UNLV had its window. As poorly as Marcus Arroyo’s squad played on Friday — and it was bad — they had an opportunity.
After getting pushed around by a more physical Wyoming team for the first 28 minutes, UNLV embarked on an unexpected 98-yard touchdown drive just before the half; when Max Gilliam scored on a quarterback keeper with five seconds left to cut the deficit to 17-7, there was hope on the scarlet and gray sideline inside Allegiant Stadium.
UNLV received the kick to start the second half and quickly advanced across midfield, and with a chance to make it a one-score game, Arroyo decided to go for a 4th-and-3 from the Wyoming 46.

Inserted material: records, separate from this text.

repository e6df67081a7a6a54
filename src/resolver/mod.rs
//! Dependency resolution.
//!
//! The model is flat: declared requirements are leaf binary packages, so the
//! install plan is declaration order with exact duplicates removed. What the
//! resolver adds is conflict detection, source lookup, and idempotent cache
//! installation. Lookups for independent requirements run in parallel;
//! conflict detection happens first on a deterministically sorted copy, so
//! resolution order never affects the outcome and a conflicting requirement
//! set installs nothing.

pub mod errors;

use rayon::prelude::*;

use crate::core::plan::ResolvedDependency;
use crate::core::requirement::Requirement;
use crate::sources::{DepCache, PackageMeta, Source};

pub use errors::ResolveError;

/// Resolves declared requirements against configured package sources.
pub struct Resolver<'a> {
    sources: Vec<Box<dyn Source>>,
    cache: &'a DepCache,
}

impl<'a> Resolver<'a> {
    /// Create a resolver over the given sources (searched in order).
    pub fn new(sources: Vec<Box<dyn Source>>, cache: &'a DepCache) -> Self {
        Resolver { sources, cache }
    }

    /// Resolve requirements into an ordered, deduplicated dependency list.
    pub fn resolve(
        &self,
        requirements: &[Requirement],
    ) -> Result<Vec<ResolvedDependency>, ResolveError> {
        let unique = check_conflicts(requirements)?;

        tracing::debug!("resolving {} requirement(s)", unique.len());

        // Independent lookups; rayon keeps output in input order.
        unique
            .par_iter()
            .map(|req| self.resolve_one(req))
            .collect()
    }

    fn resolve_one(&self, req: &Requirement) -> Result<ResolvedDependency, ResolveError> {
        let mut searched = Vec::new();

        for source in &self.sources {
            let located = source.locate(req).map_err(|e| ResolveError::Source {
                reference: req.to_string(),
                source: e,
            })?;

            if let Some(package_dir) = located {
                tracing::debug!("located {} in {}", req, source.name());

                let install_path =
                    self.cache
                        .install(req, &package_dir)
                        .map_err(|e| ResolveError::Source {
                            reference: req.to_string(),
                            source: e,
                        })?;

                let meta =
                    PackageMeta::load(&install_path).map_err(|e| ResolveError::Source {
                        reference: req.to_string(),
                        source: e,
                    })?;

                return Ok(ResolvedDependency {
                    requirement: req.clone(),
                    install_path,
                    libs: meta.libs_or(&req.name),
                });
            }

            searched.push(source.name());
        }

        Err(ResolveError::NotFound {
            reference: req.to_string(),
            searched,
        })
    }
}

/// Detect same-name conflicts and drop exact duplicates.
///
/// Works on a copy sorted by `(name, channel)` so the check is independent
/// of declaration order; the returned list preserves declaration order of
/// first occurrences.
fn check_conflicts(requirements: &[Requirement]) -> Result<Vec<Requirement>, ResolveError> {
    let mut sorted: Vec<&Requirement> = requirements.iter().collect();
    sorted.sort_by(|a, b| a.merge_key().cmp(&b.merge_key()).then(a.cmp(b)));

    for pair in sorted.windows(2) {
        if pair[0].name == pair[1].name && pair[0] != pair[1] {
            return Err(ResolveError::Conflict {
                name: pair[0].name.clone(),
                first: pair[0].to_string(),
                second: pair[1].to_string(),
            });
        }
    }

    let mut unique = Vec::new();
    for req in requirements {
        if !unique.contains(req) {
            unique.push(req.clone());
        }
    }
    Ok(unique)
}
use afc_srs::{Rating, ReviewStatus, ReviewUpdate};

use crate::error::ReviewError;

/// Parse the raw fields of a review submission.
///
/// Absent fields stay absent; present ones must name a known rating or status.
///
/// # Examples
/// ```
/// use afc_review::validation::parse_review_update;
///
/// assert!(parse_review_update(Some("good"), None).is_ok());
/// assert!(parse_review_update(Some("Good"), None).is_err());
/// ```
pub fn parse_review_update(
    rating: Option<&str>,
    status: Option<&str>,
) -> Result<ReviewUpdate, ReviewError> {
    Ok(ReviewUpdate {
        rating: rating.map(str::parse::<Rating>).transpose()?,
        status: status.map(str::parse::<ReviewStatus>).transpose()?,
    })
}

#[cfg(test)]
mod tests {
    use super::*;

    #[test]
    fn test_parse_review_update() {
        let update = parse_review_update(Some("easy"), Some("known")).unwrap();
        assert_eq!(update.rating, Some(Rating::Easy));
        assert_eq!(update.status, Some(ReviewStatus::Known));

        let update = parse_review_update(None, None).unwrap();
        assert!(update.is_empty());
    }

    #[test]
    fn test_parse_review_update_rejects_unknown_values() {
        assert!(matches!(
            parse_review_update(Some("perfect"), None),
            Err(ReviewError::InvalidRating(_))
        ));
        assert!(matches!(
            parse_review_update(Some("good"), Some("learning")),
            Err(ReviewError::InvalidStatus(_))
        ));
        // An empty rating is not "no rating"
        assert!(parse_review_update(Some(""), None).is_err());
    }
}
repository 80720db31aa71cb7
mod common;
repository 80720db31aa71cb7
use afc_db::models::RowError;
use afc_srs::{InvalidRatingError, InvalidStatusError};
use thiserror::Error;

#[derive(Error, Debug)]
pub enum ReviewError {
    #[error(transparent)]
    InvalidRating(#[from] InvalidRatingError),
    #[error(transparent)]
    InvalidStatus(#[from] InvalidStatusError),
    #[error("Not found: {0}")]
    NotFound(String),
    #[error("Corrupt review state: {0}")]
    CorruptState(#[from] RowError),
    #[error("Database error: {0}")]
    Database(#[from] sqlx::Error),
}

impl ReviewError {
    /// Whether the caller supplied bad input, as opposed to a server-side failure.
    pub const fn is_client_error(&self) -> bool {
        matches!(
            self,
            Self::InvalidRating(_) | Self::InvalidStatus(_) | Self::NotFound(_)
        )
    }
}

The decision was sound. It was the execution that left a lot to be desired.
The shotgun snap to Gilliam was off the mark, and by the time he corralled it the play was out of whack. His swing pass to Tyleek Collins went nowhere (the completion actually lost seven yards) and UNLV’s window — perhaps its best opportunity to pick up a win this season — slammed shut.
Wyoming went the other way and scored eight plays later to make it 24-7, and by the time the final horn sounded the Cowboys had tacked on three more touchdown runs to make it a 45-14 final.
UNLV is now 0-5 on the season, and with two tough games remaining on the schedule (vs. Boise State next week, at Hawaii on Dec. 12) the specter of a winless campaign has never loomed larger.
Arroyo shouldered the blame for the failed fourth-down attempt, saying he’d like to have the play call back, but UNLV’s issues ran much deeper than one mangled play. And those issues have been present on a weekly basis.
Wyoming absolutely dominated UNLV’s defensive front, running for 399 yards on the day at a clip of 7.0 yards per attempt. Four different Cowboys scored rushing touchdowns and five ran for more than 40 yards. Xazavian Valladay took a handoff on the second play of the game and ran 78 yards for a touchdown; after Valladay left with an injury shortly thereafter, Trey Smith ran 24 times for 164 yards and a touchdown, while quarterback Levi Williams had 43 yards and three scores.
No matter who had the ball for Wyoming, it seemed no one on the UNLV side could tackle them. UNLV has now allowed 1,651 rushing yards this season, while opponents have racked up 6.6 yards per carry.
“[Wyoming] did a nice job of executing in the running game,” Arroyo said. “That’s what they’re built on. They used the quarterback to add a body as well in the count, so it makes it tough. They run it downhill. They’re a physical brand of football … We’ve got to find a way to meet them.”
While Wyoming ran wild, UNLV once again rotated quarterbacks to minimal effect. Gilliam got the start, like he has in every game so far this season, but his only productive drive was the 2-minute drill before halftime. In something of a surprise move, it wasn’t sophomore Justin Rogers who split snaps with Gilliam on Friday, but freshman Doug Brumfield.
Brumfield came out to lead UNLV on its third possession, but the 3-star prospect from the Class of 2020 had little success. He went 3-and-out on his first two drives and didn’t really gain any traction until leading a garbage-time touchdown drive late in the fourth quarter.
Brumfield completed 4-of-8 passes for 93 yards and ran eight times for 24 yards, including an 8-yard scoring run in the closing minutes.
Arroyo said health issues with Rogers as well as Brumfield’s play in practice combined to earn the frosh his first snaps.
“Doug had a nice week,” Arroyo said. “We’ve watched Doug throughout the season and in camp. He’s developing … He did some nice things. We thought he could be something that we can continue to build on.”
While the ongoing quarterback competition continues to twist and turn, defenses continue to focus on stopping Charles Williams. After running for 1,257 yards and 11 touchdowns last year as a junior, Williams was an All-Mountain West preseason selection at running back and was expected to carry the UNLV offense in 2020. Instead, defenses are loading up to stop him, as Wyoming did in limiting him to 24 yards on nine carries.
Williams now has 347 yards on 94 carries this year, giving him a paltry rushing average of 3.7. Before this season, Williams had never been below 5.1 yards per carry.
“I’m pretty aware that every D coordinator knows I’m one of the best backs in the conference, so I wouldn’t want to let the best player go crazy,” Williams said. “Defenses are going to lock in and try to stop the best player. We’ve got to execute and everything is going to work together if we work together. I have to make plays though if I’m calling myself the best player.”
With two games left on the schedule, time is running out for Williams to make plays, just as time is running out for UNLV to grab that first victory.
Williams didn’t sound like someone who wants to potentially end his college career with a winless season.
“That’s the goal every week, to win,” Williams said. “We’ve got to go out there with our best foot forward and go out there and win. That’s all I can say, honestly, just go out there and win.”